Fatma Marmara
boluexpress@hotmail.com
Sağlıklı bir şekilde gelişip, yaşayabilmemiz için vücudumuza gerekli temel ihtiyaç maddelerini, besinleri hayvanlardan, bitkilerden sağlamaktayız.

İnsanlar bu gereksinmelerini karşılayabilmek için hayvanları yetiştirip üretmişler, diğer yandan ekip biçerek ve elde ettiği tohumlarıyla tekrar yeni fidanlar yetiştirip bu döngüyü oluşturmuşlardır.
Önceleri yiyecekler takasla el değiştirirken, sonraları paranın da devreye girmesi ile ticari bir unsur halini almıştır. Hatta bu durum günümüzde, gıda savaşlarına dönüşmüş ve besinlerde insanların elinde bu savaşın silahları olmuştur. İhtiyaç olan bu gıdaları ve besin kaynaklarını ellerinde tutarak, insanları da kendilerine bağımlı hale getirmişlerdir.

Yine artan nüfusla beraber; ekilen alanların ve en verimli toprakların, bina dikilen araziler, yerleşim yerleri haline getirilmesi de üretilen besinlerin azalmasında önemli bir etkendir.
Çöpe atılan ya da çürütülerek israf edilen gıdalarda bir başka boyut oluşturmaktadır.
Bu gün dünyada 450 milyon insan yetersiz beslenmekte ya da açlıkla savaşmaktadır. Buna bağlı her yıl bir öncekine göre, hastalıklarda ve ölüm oranlarında önemli bir artış kaydedilmiştir.
Özellikle ülkemizde merdiven altlarında üretilen, kaçak yollarla yurdumuza sokulan yiyecekler, sağlığımız için son derece zararlı katkı maddeleri içeren besinler, açıkta satılan ürünler, genetiği ile oynanmış GDO’lu gıdalar da hayatımızı çok büyük risk altına almaktadır.
Bilinçsizce kullanılan hormonlu gübreler ve zirai ilaçlarla üretilen ürünlerimiz, gelişmiş ülkelerden gıda güvenliği ve kalite standartlarına uygun değildir diye geri dönerken, kendi pazarlarımızda rahatlıkla satılıp, sofralarımızda ki yerini de çoktan almıştır.

Fazla ürün, bol para, uygun fiyat anlayışı ile halk olarak ne yediğimizi ya da ne yedirildiğini düşünemez duruma geldik.
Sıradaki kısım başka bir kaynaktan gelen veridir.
//! GitHub-backed portal data handlers

use std::sync::Arc;

use axum::extract::{Query, State};
use axum::Json;
use serde::Deserialize;
use serde_json::{json, Value};
use tokio::try_join;

use crate::authn::Session;
use crate::errors::PortalError;
use crate::github::{generate_summary, IssueState, SummaryInput};
use crate::server::state::ServerState;

fn require_repo_params<'a>(
    owner: &'a Option<String>,
    repo: &'a Option<String>,
) -> Result<(&'a str, &'a str), PortalError> {
    match (owner.as_deref(), repo.as_deref()) {
        (Some(owner), Some(repo)) if !owner.is_empty() && !repo.is_empty() => Ok((owner, repo)),
        _ => Err(PortalError::Validation(
            "Missing required parameters: owner and repo".to_string(),
        )),
    }
}

fn validate_limit(limit: Option<u32>, default: u32) -> Result<u32, PortalError> {
    let limit = limit.unwrap_or(default);
    if !(1..=100).contains(&limit) {
        return Err(PortalError::Validation(
            "Limit must be between 1 and 100".to_string(),
        ));
    }
    Ok(limit)
}

#[derive(Debug, Deserialize)]
pub struct CommitsQuery {
    pub owner: Option<String>,
    pub repo: Option<String>,
    pub limit: Option<u32>,
}

/// `GET /github/commits`: recent commit summaries for a repository
pub async fn commits_handler(
    State(state): State<Arc<ServerState>>,
    _session: Session,
    Query(query): Query<CommitsQuery>,
) -> Result<Json<Value>, PortalError> {
    let (owner, repo) = require_repo_params(&query.owner, &query.repo)?;
    let limit = validate_limit(query.limit, 10)?;

    let commits = state.github.repo_commits(owner, repo, limit).await?;

    Ok(Json(json!({
        "owner": owner,
        "repo": repo,
        "count": commits.len(),
        "commits": commits,
    })))
}

#[derive(Debug, Deserialize)]
pub struct IssuesQuery {
    pub owner: Option<String>,
    pub repo: Option<String>,
    pub state: Option<String>,
    pub limit: Option<u32>,
}

/// `GET /github/issues`: issues plus open/closed counts and sub-lists
pub async fn issues_handler(
    State(state): State<Arc<ServerState>>,
    _session: Session,
    Query(query): Query<IssuesQuery>,
) -> Result<Json<Value>, PortalError> {
    let (owner, repo) = require_repo_params(&query.owner, &query.repo)?;
    let limit = validate_limit(query.limit, 50)?;
    let issue_state = IssueState::parse_or_default(query.state.as_deref());

    let issues = state
        .github
        .repo_issues(owner, repo, issue_state, limit)
        .await?;

    let open_issues: Vec<_> = issues.iter().filter(|i| i.state == "open").collect();
    let closed_issues: Vec<_> = issues.iter().filter(|i| i.state == "closed").collect();

    Ok(Json(json!({
        "owner": owner,
        "repo": repo,
        "issues": issues,
        "summary": {
            "total": issues.len(),
            "open": open_issues.len(),
            "closed": closed_issues.len(),
        },
        "openIssues": open_issues,
        "closedIssues": closed_issues,
    })))
}

#[derive(Debug, Deserialize)]
pub struct SummaryQuery {
    pub owner: Option<String>,
    pub repo: Option<String>,
    #[serde(default)]
    pub refresh: bool,
}

/// `GET /github/summary`: cached-or-generated narrative project summary.
/// `refresh=true` bypasses the summary cache.
pub async fn summary_handler(
    State(state): State<Arc<ServerState>>,
    _session: Session,
    Query(query): Query<SummaryQuery>,
) -> Result<Json<Value>, PortalError> {
    let (owner, repo) = require_repo_params(&query.owner, &query.repo)?;

    let cache_key = format!("summary:{}/{}", owner, repo);
    if !query.refresh {
        if let Some(summary) = state.summaries.get(&cache_key) {
            return Ok(Json(json!({
                "owner": owner,
                "repo": repo,
                "summary": summary,
                "cached": true,
            })));
        }
    }

    let (repo_info, commits, issues) = try_join!(
        state.github.repo_info(owner, repo),
        state.github.repo_commits(owner, repo, 20),
        state.github.repo_issues(owner, repo, IssueState::All, 50),
    )?;

    let (readme, package_json) = tokio::join!(
        state.github.file_content(owner, repo, "README.md"),
        state.github.file_content(owner, repo, "package.json"),
    );

    let open_issues: Vec<_> = issues
        .iter()
        .filter(|i| i.state == "open")
        .cloned()
        .collect();
    let closed_issues: Vec<_> = issues
        .iter()
        .filter(|i| i.state == "closed")
        .cloned()
        .collect();

    let input = SummaryInput {
        owner: owner.to_string(),
        repo: repo.to_string(),
        readme,
        package_json,
        commits: commits.clone(),
        open_issues: open_issues.clone(),
        closed_issues: closed_issues.clone(),
    };

    let summary = generate_summary(&state.http_client, &state.summary_options, &input).await;
    state.summaries.insert(cache_key, summary.clone());

    Ok(Json(json!({
        "owner": owner,
        "repo": repo,
        "repoInfo": repo_info,
        "summary": summary,
        "stats": {
            "commits": commits.len(),
            "openIssues": open_issues.len(),
            "closedIssues": closed_issues.len(),
        },
        "cached": false,
    })))
}
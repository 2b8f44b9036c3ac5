//! HTTP server

pub mod handlers;
pub mod serve;
pub mod state;
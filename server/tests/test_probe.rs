//! Probe adapter tests against a local mock server

use std::time::{Duration, Instant};

use portald::models::HealthStatus;
use portald::monitor::probe::check_custom_endpoint;
use portald::monitor::railway::{check_railway, RailwayConfig};
use portald::monitor::vercel::{check_vercel, VercelConfig};

use secrecy::SecretString;
use tokio::io::{AsyncReadExt, AsyncWriteExt};
use tokio::net::TcpListener;

fn client() -> reqwest::Client {
    reqwest::Client::new()
}

#[tokio::test]
async fn test_custom_endpoint_2xx_is_healthy() {
    let mut server = mockito::Server::new_async().await;
    let mock = server
        .mock("GET", "/health")
        .with_status(200)
        .with_body("ok")
        .create_async()
        .await;

    let result = check_custom_endpoint(&client(), &format!("{}/health", server.url())).await;

    mock.assert_async().await;
    assert_eq!(result.status, HealthStatus::Healthy);
    assert!(result.response_time.is_some());
    assert!(result.error.is_none());
}

#[tokio::test]
async fn test_custom_endpoint_non_2xx_is_down_with_http_status() {
    let mut server = mockito::Server::new_async().await;
    server
        .mock("GET", "/health")
        .with_status(503)
        .create_async()
        .await;

    let result = check_custom_endpoint(&client(), &format!("{}/health", server.url())).await;

    assert_eq!(result.status, HealthStatus::Down);
    assert_eq!(result.error.as_deref(), Some("HTTP 503"));
}

/// Serves one connection: reads the request, waits, then optionally
/// answers with a 200.
async fn delayed_listener(delay: Duration, respond: bool) -> std::net::SocketAddr {
    let listener = TcpListener::bind("127.0.0.1:0").await.unwrap();
    let addr = listener.local_addr().unwrap();

    tokio::spawn(async move {
        let (mut socket, _) = listener.accept().await.unwrap();
        let mut buf = [0u8; 1024];
        let _ = socket.read(&mut buf).await;
        tokio::time::sleep(delay).await;
        if respond {
            let _ = socket
                .write_all(b"HTTP/1.1 200 OK\r\ncontent-length: 2\r\nconnection: close\r\n\r\nok")
                .await;
        }
    });

    addr
}

#[tokio::test]
async fn test_custom_endpoint_slow_2xx_is_degraded_not_healthy() {
    let addr = delayed_listener(Duration::from_millis(3300), true).await;

    let result = check_custom_endpoint(&client(), &format!("http://{}/health", addr)).await;

    assert_eq!(result.status, HealthStatus::Degraded);
    assert_eq!(result.error.as_deref(), Some("Slow response time"));
    assert!(result.response_time.unwrap() > 3000);
}

#[tokio::test]
async fn test_custom_endpoint_unresponsive_target_times_out_to_down() {
    // Holds the connection open far past the probe timeout
    let addr = delayed_listener(Duration::from_secs(60), false).await;

    let start = Instant::now();
    let result = check_custom_endpoint(&client(), &format!("http://{}/health", addr)).await;

    assert_eq!(result.status, HealthStatus::Down);
    assert!(result.error.is_some());
    // The 10 s request timeout aborts the call rather than hanging
    assert!(start.elapsed() < Duration::from_secs(12));
}

#[tokio::test]
async fn test_custom_endpoint_invalid_url_is_down_without_io() {
    let result = check_custom_endpoint(&client(), "not a url").await;

    assert_eq!(result.status, HealthStatus::Down);
    assert!(result
        .error
        .as_deref()
        .unwrap()
        .starts_with("Invalid health endpoint URL"));
    assert!(result.response_time.is_none());
}

#[tokio::test]
async fn test_custom_endpoint_connection_failure_is_down() {
    // Nothing listens on this port
    let result = check_custom_endpoint(&client(), "http://127.0.0.1:9/health").await;

    assert_eq!(result.status, HealthStatus::Down);
    assert!(result.error.is_some());
}

#[tokio::test]
async fn test_custom_endpoint_failure_classification_is_idempotent() {
    let url = "http://127.0.0.1:9/health";

    let first = check_custom_endpoint(&client(), url).await;
    let second = check_custom_endpoint(&client(), url).await;

    // Timing-derived fields may differ; the classification must not
    assert_eq!(first.status, second.status);
    assert_eq!(first.status, HealthStatus::Down);
}

fn railway_config(server: &mockito::Server) -> RailwayConfig {
    RailwayConfig {
        api_token: Some(SecretString::from("test-token")),
        api_url: format!("{}/graphql/v2", server.url()),
    }
}

#[tokio::test]
async fn test_railway_success_deployment_is_healthy() {
    let mut server = mockito::Server::new_async().await;
    server
        .mock("POST", "/graphql/v2")
        .with_status(200)
        .with_header("content-type", "application/json")
        .with_body(
            r#"{"data":{"service":{"id":"svc-1","name":"api","deployments":{"edges":[{"node":{"id":"dep-1","status":"SUCCESS","createdAt":"2025-01-01T00:00:00Z"}}]}}}}"#,
        )
        .create_async()
        .await;

    let result = check_railway(&client(), &railway_config(&server), "svc-1").await;

    assert_eq!(result.status, HealthStatus::Healthy);
    assert!(result.response_time.is_some());
}

#[tokio::test]
async fn test_railway_query_error_is_down() {
    let mut server = mockito::Server::new_async().await;
    server
        .mock("POST", "/graphql/v2")
        .with_status(200)
        .with_header("content-type", "application/json")
        .with_body(r#"{"errors":[{"message":"Service not found"}]}"#)
        .create_async()
        .await;

    let result = check_railway(&client(), &railway_config(&server), "svc-1").await;

    assert_eq!(result.status, HealthStatus::Down);
    assert_eq!(result.error.as_deref(), Some("Service not found"));
}

#[tokio::test]
async fn test_railway_without_deployments_is_unknown() {
    let mut server = mockito::Server::new_async().await;
    server
        .mock("POST", "/graphql/v2")
        .with_status(200)
        .with_header("content-type", "application/json")
        .with_body(r#"{"data":{"service":{"id":"svc-1","name":"api","deployments":{"edges":[]}}}}"#)
        .create_async()
        .await;

    let result = check_railway(&client(), &railway_config(&server), "svc-1").await;

    assert_eq!(result.status, HealthStatus::Unknown);
    assert_eq!(result.error.as_deref(), Some("No deployments found"));
}

#[tokio::test]
async fn test_railway_crashed_deployment_is_down() {
    let mut server = mockito::Server::new_async().await;
    server
        .mock("POST", "/graphql/v2")
        .with_status(200)
        .with_header("content-type", "application/json")
        .with_body(
            r#"{"data":{"service":{"id":"svc-1","name":"api","deployments":{"edges":[{"node":{"id":"dep-1","status":"CRASHED","createdAt":"2025-01-01T00:00:00Z"}}]}}}}"#,
        )
        .create_async()
        .await;

    let result = check_railway(&client(), &railway_config(&server), "svc-1").await;

    assert_eq!(result.status, HealthStatus::Down);
}

fn vercel_config(server: &mockito::Server) -> VercelConfig {
    VercelConfig {
        api_token: Some(SecretString::from("test-token")),
        api_url: server.url(),
    }
}

#[tokio::test]
async fn test_vercel_ready_deployment_is_healthy() {
    let mut server = mockito::Server::new_async().await;
    server
        .mock("GET", "/v6/deployments")
        .match_query(mockito::Matcher::Any)
        .with_status(200)
        .with_header("content-type", "application/json")
        .with_body(r#"{"deployments":[{"uid":"dep-1","state":"READY"}]}"#)
        .create_async()
        .await;

    let result = check_vercel(&client(), &vercel_config(&server), "prj_1").await;

    assert_eq!(result.status, HealthStatus::Healthy);
}

#[tokio::test]
async fn test_vercel_api_failure_is_down_with_status() {
    let mut server = mockito::Server::new_async().await;
    server
        .mock("GET", "/v6/deployments")
        .match_query(mockito::Matcher::Any)
        .with_status(500)
        .create_async()
        .await;

    let result = check_vercel(&client(), &vercel_config(&server), "prj_1").await;

    assert_eq!(result.status, HealthStatus::Down);
    assert_eq!(result.error.as_deref(), Some("Vercel API returned 500"));
}

#[tokio::test]
async fn test_vercel_without_deployments_is_unknown() {
    let mut server = mockito::Server::new_async().await;
    server
        .mock("GET", "/v6/deployments")
        .match_query(mockito::Matcher::Any)
        .with_status(200)
        .with_header("content-type", "application/json")
        .with_body(r#"{"deployments":[]}"#)
        .create_async()
        .await;

    let result = check_vercel(&client(), &vercel_config(&server), "prj_1").await;

    assert_eq!(result.status, HealthStatus::Unknown);
    assert_eq!(result.error.as_deref(), Some("No deployments found"));
}
//! Application lifecycle

pub mod options;
pub mod run;
//! Standalone quick estimate from a measured area and a postal code.

use crate::core::calculator::{resolve_duration, round_to_hundred};
use crate::core::engine::EstimationEngine;
use crate::core::resolvers::{continuous_size_factor, regional_multiplier, tier_for_area, NEUTRAL_FACTOR};
use crate::domain::model::{DayRange, PriceRange, RegionInfo, SizeTier};
use serde::{Deserialize, Serialize};

#[derive(Debug, Clone, Serialize, Deserialize)]
pub struct QuickEstimateRequest {
    pub trade_id: String,
    pub job_type_id: String,
    pub area_sqft: f64,
    #[serde(default)]
    pub postal_code: Option<String>,
    #[serde(default = "neutral")]
    pub tenant_multiplier: f64,
}

fn neutral() -> f64 {
    NEUTRAL_FACTOR
}

#[derive(Debug, Clone, PartialEq, Serialize, Deserialize)]
pub struct QuickEstimate {
    pub trade_name: String,
    pub job_type_name: String,
    pub area_sqft: f64,
    pub size_factor: f64,
    pub size: SizeTier,
    pub region: Option<RegionInfo>,
    pub price: PriceRange,
    pub days: DayRange,
}

impl EstimationEngine {
    /// `None` when the trade or job type is unknown.
    pub fn quick_estimate(&self, request: &QuickEstimateRequest) -> Option<QuickEstimate> {
        let Some((trade, job_type)) = self
            .catalog()
            .resolve(&request.trade_id, &request.job_type_id)
        else {
            tracing::debug!(
                trade = %request.trade_id,
                job_type = %request.job_type_id,
                "quick estimate skipped, selection incomplete"
            );
            return None;
        };

        let area = request.area_sqft.max(0.0);
        let size_factor = continuous_size_factor(area);
        let region = request
            .postal_code
            .as_deref()
            .and_then(|zip| self.regions().match_postal_code(zip));
        let multiplier = request.tenant_multiplier * regional_multiplier(region.as_ref());

        let base = job_type.base_price;
        let price = PriceRange::new(
            round_to_hundred(base.low * size_factor * multiplier),
            round_to_hundred(base.high * size_factor * multiplier),
        );

        let size = tier_for_area(area);
        let days = resolve_duration(job_type.base_days, size, NEUTRAL_FACTOR);

        Some(QuickEstimate {
            trade_name: trade.name.clone(),
            job_type_name: job_type.name.clone(),
            area_sqft: area,
            size_factor,
            size,
            region,
            price,
            days,
        })
    }
}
Bu savaş yüzünden, etik olan davranışlar yitirildi.
Kendi kendimize yeterken, hatta fazlasını dışarıya satarken, şimdi kendimiz ne olduğunu ve ne şekilde yetiştirildiğini bilmediğimiz ürünleri alır hale geldik. Hazır almanın üretmekten daha kolay olduğunu gördük.
Artık sağlığımızın ne şekilde bir risk altında olduğunu fark etmeliyiz.

Çekirdeksiz içi boş kabak, biber ve domateslerin, süngerimsi çekirdeksiz patlıcanların, karpuzların, şekilsiz yumrulardan oluşmuş kararmış patateslerin hormonlu olduğunu düşünmeliyiz.
Atalarımızdan kıyıda köşede kalmışsa eğer, o tohumlara sahip çıkarak yeniden üretmeliyiz. Önceden olduğu gibi doğal yollarla, doğal gübrelerle ürünlerimizi yetiştirmeliyiz.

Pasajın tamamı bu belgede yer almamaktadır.